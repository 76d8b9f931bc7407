//! Symbol data model: declarations, identities, and usage references.

mod graph;
mod registry;

pub use graph::UsageGraph;
pub use registry::{EvidenceMode, SymbolRegistry};

use serde::{Deserialize, Serialize};
use std::path::PathBuf;

/// Stable identity for a declared symbol.
///
/// One scheme is used uniformly across every pass: file path + containing
/// type + simple name. Two same-named symbols in different files or
/// different types are always distinct; same-file overloads collapse onto
/// one entry, which is the conservative direction for dead-code reporting.
#[derive(Debug, Clone, PartialEq, Eq, Hash, Serialize, Deserialize)]
pub struct SymbolId {
    pub file: PathBuf,
    pub containing_type: Option<String>,
    pub name: String,
}

impl SymbolId {
    pub fn new(file: PathBuf, containing_type: Option<String>, name: String) -> Self {
        Self { file, containing_type, name }
    }
}

impl std::fmt::Display for SymbolId {
    fn fmt(&self, f: &mut std::fmt::Formatter<'_>) -> std::fmt::Result {
        match &self.containing_type {
            Some(parent) => write!(f, "{}:{}.{}", self.file.display(), parent, self.name),
            None => write!(f, "{}:{}", self.file.display(), self.name),
        }
    }
}

/// Kind of a declared symbol. Closed set, matched exhaustively.
#[derive(Debug, Clone, Copy, PartialEq, Eq, Hash, Serialize, Deserialize)]
pub enum SymbolKind {
    Type,
    Method,
    Property,
    Field,
}

impl SymbolKind {
    pub fn label(&self) -> &'static str {
        match self {
            SymbolKind::Type => "type",
            SymbolKind::Method => "method",
            SymbolKind::Property => "property",
            SymbolKind::Field => "field",
        }
    }

    pub fn is_member(&self) -> bool {
        matches!(self, SymbolKind::Method | SymbolKind::Property | SymbolKind::Field)
    }
}

/// Declared accessibility.
#[derive(Debug, Clone, Copy, PartialEq, Eq, Hash, Default, Serialize, Deserialize)]
pub enum Accessibility {
    Public,
    #[default]
    Internal,
    Protected,
    Private,
}

impl Accessibility {
    /// Derive accessibility from modifier keywords. `fallback` supplies the
    /// language default when no access modifier is present (private for
    /// members, internal for top-level types).
    pub fn from_modifiers(modifiers: &[String], fallback: Accessibility) -> Self {
        // `protected internal` widens to protected for our purposes
        if modifiers.iter().any(|m| m == "private") {
            Accessibility::Private
        } else if modifiers.iter().any(|m| m == "protected") {
            Accessibility::Protected
        } else if modifiers.iter().any(|m| m == "public") {
            Accessibility::Public
        } else if modifiers.iter().any(|m| m == "internal") {
            Accessibility::Internal
        } else {
            fallback
        }
    }

    pub fn label(&self) -> &'static str {
        match self {
            Accessibility::Public => "public",
            Accessibility::Internal => "internal",
            Accessibility::Protected => "protected",
            Accessibility::Private => "private",
        }
    }
}

/// Location in source code (1-indexed).
#[derive(Debug, Clone, PartialEq, Eq, Serialize, Deserialize)]
pub struct Location {
    pub file: PathBuf,
    pub line: usize,
    pub column: usize,
}

impl Location {
    pub fn new(file: PathBuf, line: usize, column: usize) -> Self {
        Self { file, line, column }
    }
}

impl std::fmt::Display for Location {
    fn fmt(&self, f: &mut std::fmt::Formatter<'_>) -> std::fmt::Result {
        write!(f, "{}:{}:{}", self.file.display(), self.line, self.column)
    }
}

/// A declaration extracted from a source unit.
#[derive(Debug, Clone, Serialize, Deserialize)]
pub struct Declaration {
    pub id: SymbolId,
    pub name: String,
    pub kind: SymbolKind,
    pub accessibility: Accessibility,

    pub is_static: bool,
    pub is_virtual: bool,
    pub is_abstract: bool,
    /// Static method whose first parameter is a `this` receiver.
    pub is_extension: bool,
    /// For `kind == Type`: declared with `interface`.
    pub is_interface: bool,
    pub is_constructor: bool,
    /// Compiler-synthesized (accessors, backing fields); never tracked.
    pub is_synthesized: bool,

    pub containing_type: Option<String>,
    /// Base/interface list simple names, for types.
    pub super_types: Vec<String>,
    /// Return type for methods, declared type for properties and fields.
    pub type_name: Option<String>,

    pub location: Location,
    /// First and last source line of the declaration, body included.
    pub span: (usize, usize),
}

impl Declaration {
    pub fn new(id: SymbolId, name: String, kind: SymbolKind, location: Location) -> Self {
        let span = (location.line, location.line);
        Self {
            id,
            name,
            kind,
            accessibility: Accessibility::default(),
            is_static: false,
            is_virtual: false,
            is_abstract: false,
            is_extension: false,
            is_interface: false,
            is_constructor: false,
            is_synthesized: false,
            containing_type: None,
            super_types: Vec::new(),
            type_name: None,
            location,
            span,
        }
    }

    /// Entry points are never candidates for removal.
    pub fn is_entry_point(&self) -> bool {
        self.kind == SymbolKind::Method && self.name == "Main"
    }

    pub fn display(&self) -> String {
        format!("{} {} ({})", self.kind.label(), self.name, self.location)
    }
}

/// Context a usage reference was observed in.
#[derive(Debug, Clone, Copy, PartialEq, Eq, Hash, Serialize, Deserialize)]
pub enum UsageKind {
    Invocation,
    MemberAccess,
    TypeReference,
    ObjectCreation,
    GenericArgument,
    ConstructorParameter,
    AttributeParameter,
}

impl UsageKind {
    /// Whether this context is direct evidence for the baseline resolver.
    /// Constructor-parameter and attribute-parameter contexts only count
    /// through the DI overlays.
    pub fn is_baseline(&self) -> bool {
        !matches!(self, UsageKind::ConstructorParameter | UsageKind::AttributeParameter)
    }
}

/// A reference to a (possibly undeclared) symbol name.
#[derive(Debug, Clone, Serialize, Deserialize)]
pub struct UsageReference {
    /// Simple name observed at the usage site.
    pub target_name: String,

    /// Resolved target identity, when the evidence source is semantic.
    pub target: Option<SymbolId>,

    pub kind: UsageKind,

    /// For generic arguments of an invocation, the invoked method's name.
    /// Such references are overlay evidence, not baseline evidence.
    pub receiver: Option<String>,

    pub file: PathBuf,
    pub line: usize,
}

impl UsageReference {
    pub fn new(target_name: String, kind: UsageKind, file: PathBuf, line: usize) -> Self {
        Self { target_name, target: None, kind, receiver: None, file, line }
    }

    pub fn with_receiver(mut self, receiver: String) -> Self {
        self.receiver = Some(receiver);
        self
    }

    pub fn with_target(mut self, target: SymbolId) -> Self {
        self.target = Some(target);
        self
    }
}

TASK STATEMENT. Wherever the string "receiver" appears in the entries above, list that line.

RESULT OF THIS EXERCISE.
    /// Static method whose first parameter is a `this` receiver.
    pub receiver: Option<String>,
        Self { target_name, target: None, kind, receiver: None, file, line }
    pub fn with_receiver(mut self, receiver: String) -> Self {
        self.receiver = Some(receiver);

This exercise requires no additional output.